Parmi les nombreux festivals français, rares sont ceux qui peuvent se targuer d’être à la fois un vecteur musical, culturel et humanitaire puissant au point d’attirer plusieurs centaines de milliers de personnes. Parmi les quelques élus, on peut citer sans mal les Solidays, l’un des points centraux d’Île-de-France du mois de juin. On revient sur une vingtième édition gorgée de mélanine et de bonnes ondes, en plein milieu du gigantesque hippodrome de Longchamp.
Depuis sa première édition en 1999, le festival Solidays n’a cesse de promouvoir la scène musicale actuelle pour une cause des plus humaines : la lutte contre le SIDA. Les bénéfices étant reversés à des associations de lutte contre la maladie, occasionnant des artistes qui aiment s’engager de façon caritative et à des prix réduits voire inexistants, chaque contribution est la bienvenue. Une excellente façon pour les festivaliers de s’amuser tout en prenant part au combat, et autant dire qu’il y a de quoi faire puisque le célèbre Hippodrome de Longchamp, qui accueille aussi la version parisienne du Lollapalooza, est un lieu splendide pour s’adonner à ce genre d’activités. Trois jours intenses et variés !
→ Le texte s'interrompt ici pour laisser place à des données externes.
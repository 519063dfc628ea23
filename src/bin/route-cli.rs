use std::path::PathBuf;
use std::process::ExitCode;
use std::sync::Arc;

use axum::http::{Method, Uri};
use clap::{Parser, Subcommand};
use serde_json::json;

use rdev_router::config::{build_router, load_config};
use rdev_router::http::{default_container, Request};
use rdev_router::routing::Router;

#[derive(Parser)]
#[command(name = "route-cli")]
#[command(about = "Inspect the routes declared in a configuration file", long_about = None)]
struct Cli {
    #[arg(short, long, default_value = "routes.toml")]
    config: PathBuf,

    /// Print JSON instead of a table.
    #[arg(long)]
    json: bool,

    #[command(subcommand)]
    command: Commands,
}

#[derive(Subcommand)]
enum Commands {
    /// List registered routes in match order
    List,
    /// Show which route a request would match
    Match {
        /// HTTP method, e.g. GET
        method: String,
        /// Path or absolute URL, e.g. https://api.example.com/users/7
        url: String,
    },
}

fn main() -> ExitCode {
    let cli = Cli::parse();
    match run(&cli) {
        Ok(code) => code,
        Err(e) => {
            eprintln!("Error: {}", e);
            ExitCode::FAILURE
        }
    }
}

fn run(cli: &Cli) -> Result<ExitCode, Box<dyn std::error::Error>> {
    let config = load_config(&cli.config)?;
    let router = build_router(&config, Arc::new(default_container()))?;

    match &cli.command {
        Commands::List => list(&router, cli.json),
        Commands::Match { method, url } => match_request(&router, method, url, cli.json),
    }
}

fn list(router: &Router, as_json: bool) -> Result<ExitCode, Box<dyn std::error::Error>> {
    if as_json {
        let routes: Vec<_> = router
            .collection()
            .iter()
            .map(|route| {
                json!({
                    "id": route.id().0,
                    "name": route.name(),
                    "methods": route.methods().iter().map(Method::as_str).collect::<Vec<_>>(),
                    "host": route.raw_host(),
                    "path": route.raw_path(),
                    "https": route.is_secure(),
                    "controller": route.controller().to_string(),
                    "middleware": route.middleware().iter().map(|m| m.name()).collect::<Vec<_>>(),
                })
            })
            .collect();
        println!("{}", serde_json::to_string_pretty(&routes)?);
        return Ok(ExitCode::SUCCESS);
    }

    println!("{:<6} {:<24} {:<24} {:<40} {}", "ID", "METHODS", "NAME", "HOST+PATH", "CONTROLLER");
    for route in router.collection().iter() {
        let methods: Vec<&str> = route.methods().iter().map(Method::as_str).collect();
        let scheme = if route.is_secure() { "https://" } else { "" };
        println!(
            "{:<6} {:<24} {:<24} {:<40} {}",
            route.id().to_string(),
            methods.join("|"),
            route.name().unwrap_or("-"),
            format!("{}{}{}", scheme, route.raw_host(), route.raw_path()),
            route.controller(),
        );
    }
    Ok(ExitCode::SUCCESS)
}

fn match_request(
    router: &Router,
    method: &str,
    url: &str,
    as_json: bool,
) -> Result<ExitCode, Box<dyn std::error::Error>> {
    let method = Method::from_bytes(method.to_ascii_uppercase().as_bytes())?;
    let uri: Uri = url.parse()?;
    let path = uri.path_and_query().map(|pq| pq.as_str()).unwrap_or("/");

    let mut request = Request::new(method, path).with_secure(uri.scheme_str() == Some("https"));
    if let Some(host) = uri.host() {
        request = request.with_host(host);
    }

    let Some(compiled) = router.find(&request) else {
        if as_json {
            println!("{}", json!({ "matched": false }));
        } else {
            println!("no route matches {} {}", request.method(), url);
        }
        return Ok(ExitCode::from(2));
    };

    let route = compiled.route();
    if as_json {
        println!(
            "{}",
            json!({
                "matched": true,
                "id": route.id().0,
                "name": route.name(),
                "controller": route.controller().to_string(),
                "bindings": compiled.bindings(),
            })
        );
    } else {
        println!("route      {} {}", route.id(), route.name().unwrap_or(""));
        println!("pattern    {}", route.path_pattern());
        println!("controller {}", route.controller());
        let mut bindings: Vec<_> = compiled.bindings().iter().collect();
        bindings.sort();
        for (name, value) in bindings {
            println!("  {} = {}", name, value);
        }
    }
    Ok(ExitCode::SUCCESS)
}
UNE SCÈNE ÉLECTRONIQUE PÊCHUE
En tant que média de musique électronique, notre premier intérêt résidait bien évidemment dans le panel de DJ’s proposé par le festival parisien. Et force est de constater que l’événement s’en sort très bien avec une petite ribambelle d’artistes quali’, pour une part composée de superstars de l’EDM et, de l’autre, de créatifs plus indépendants, plus précis et plus underground. Le vendredi accueillait notamment DJ Snake, certainement l’homme le plus en vue de la sphère actuelle : après avoir rempli Paris-Bercy en février, le Français a su délivrer toute sa puissance musicale sur la main stage, non pas sans quelques réserves. Comme souvent lorsqu’il doit s’adresser au plus grand nombre, le serpent a moins tendance à s’orienter dans la Bass de ses débuts, au profit de hits plus commerciaux et de son style tapant récemment abordé dans des tracks comme Let’s Get Ill ou Gassed Up.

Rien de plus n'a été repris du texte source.